Wednesday, June 23, 2010

"Super-Weeds" Highlight Another CO2 Threat

With pollen production from ordinary plants amping up 300-500% over normative levels from increased atmospheric CO2, sending people running for their Claritin, one could (I suppose) have also predicted we'd eventually see the emergence of super weeds. Well, according to two recent stories in The Wall Street Journal (June 4, p A16, 'Superweeds Trigger New Arms Race'; June 21, p. D1, 'Least Welcome Sign of Summer') that time has more than arrived.

According to the first account, by the middle of this decade at least 40% of U.S. corn and coybean crops will "harbor Roundup resistant super weeds". Roundup, and especially Monsanto's Roundup -ready seeds, have been amongst the biggest "success stories" in the domain of weed control, primarily because of its primary constitutent - glyphosate- which is one of the least toxic around. As one farmer cited in the first article put it: If glyphosate isn't the safest herbicide, it's damned close".

Today Roundup and generic competitors are used on nearly 4 times as many acres as any other herbicide, but true to evolutionary dictates and principles - the weeds are adapting, and new, hardier variants are emerging resistant to the weedicide. Many believe that enhanced CO2 plays no small role in faciliating this adaptation, since stronger, larger weeds are the result.

Currently, nine species of weed have developed total immunity to it and spread to millions of acres in more than twenty states. In the article, one farmer from Osceola, AR is quoted who says he spends hundreds of thousands of dolalrs on herbicide, but can't control the pigweed which now runs rampant over his 8,600 acre field.

The variant of pigweed on his property grows to six feet in height on a stalk the width of a baseball bat's wide end. The weed is so tough, it damages mechanical parts of his cotton picking equipment and must be rooted out by hand. The farmer had to hire 20 labor hands to attack the weeds using hoes, even then breaking a number of them.

The emergence of these super weeds, especially as threats to farm productivity have convinced many farmers they must resort to much more toxic weedicides to get the job done. That includes using such infamous carcinogenic agents as: 2, 4- D, dicamba and paraquat. But critics have warned given the uncontrolled factors afoot, such as ever increasing CO2 concentrations (now tipping at nearly 400 ppm) all that will happen is that even more super weeds will emerge, resistant to even those arch-herbicides.

In the second story, attention is on the accelerative growth of poison ivy and the increased tribulations of people (mainly gardeners, but some hikers) coming in contact with its irritant chemical urushiol. Gardeners quoted in the article attest to "many more seedlings observed" in their gardens.
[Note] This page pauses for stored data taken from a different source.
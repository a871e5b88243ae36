#[derive(Debug, Clone)]
pub enum Action {
    SendMessage { request_id: String, text: String },
    Summarize,
}
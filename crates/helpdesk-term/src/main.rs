use std::env;
use std::panic;

use anyhow::Result;
use helpdesk_term::application::cli;
use helpdesk_term::{destruct_terminal_for_panic, start_loop, Config};

fn init_tracing() -> Result<tracing_appender::non_blocking::WorkerGuard> {
    let log_dir = dirs::cache_dir()
        .unwrap_or_else(env::temp_dir)
        .join("helpdesk");
    let appender = tracing_appender::rolling::never(log_dir, "helpdesk-term.log");
    let (writer, guard) = tracing_appender::non_blocking(appender);

    tracing_subscriber::fmt()
        .with_writer(writer)
        .with_ansi(false)
        .init();

    Ok(guard)
}

#[tokio::main]
async fn main() -> Result<()> {
    panic::set_hook(Box::new(|panic_info| {
        destruct_terminal_for_panic();
        better_panic::Settings::auto().create_panic_handler()(panic_info);
    }));

    let command = cli::build();
    let matches = command.clone().get_matches();

    if matches.get_flag("print-default-config") {
        println!("{}", Config::serialize_default(command));
        return Ok(());
    }

    let _guard = init_tracing()?;
    Config::load(&matches).await?;

    start_loop().await
}
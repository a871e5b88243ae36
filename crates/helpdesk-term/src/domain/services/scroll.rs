#[cfg(test)]
#[path = "scroll_test.rs"]
mod tests;

/// Line-offset scroll state for the transcript viewport.
#[derive(Default)]
pub struct Scroll {
    pub position: u16,
    entries: u16,
    viewport: u16,
}

impl Scroll {
    pub fn set_state(&mut self, entries: usize, viewport: usize) {
        self.entries = entries.min(u16::MAX as usize) as u16;
        self.viewport = viewport.min(u16::MAX as usize) as u16;
        self.position = self.position.min(self.max_position());
    }

    pub fn up(&mut self) {
        self.position = self.position.saturating_sub(1);
    }

    pub fn down(&mut self) {
        self.position = (self.position + 1).min(self.max_position());
    }

    pub fn up_page(&mut self) {
        self.position = self.position.saturating_sub(self.viewport);
    }

    pub fn down_page(&mut self) {
        self.position = (self.position + self.viewport).min(self.max_position());
    }

    pub fn last(&mut self) {
        self.position = self.max_position();
    }

    pub fn is_position_at_last(&self) -> bool {
        self.position == self.max_position()
    }

    fn max_position(&self) -> u16 {
        self.entries.saturating_sub(self.viewport)
    }
}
The article also references a study published in the journal Weed Science, in 2007, which indicates poison ivy is getting bigger and spreading faster, plus producing more urushiol as a result of increasing levels of carbon dioxide in the atmosphere.

Lead researcher, Lewis Ziska, a plant biologist at the U.S. Dept. of Agriculture, exposed poison ivy plants to different carbon dioxide concentrations- mirroring those that actually existed in the atmosphere at various times, over decades. He found that as one reached increased exposure levels bigger, hardier and more irritating plants were produced.

Will the weeds inherit the Earth if humans continue to punt in attending to global warming and the CO2 threat? Well, from looking at the rate at which "super dandelions" have taken over my front lawn, I wouldn't be too surprised. Generally, dandelions exhibit seed heads of maybe 4-5 cm diameter at most, before shooting out their parachute seeds. The ones now occupying my lawn have seeder heads in the vicinity of 7-8 cm in width.

Go figure. Or maybe not!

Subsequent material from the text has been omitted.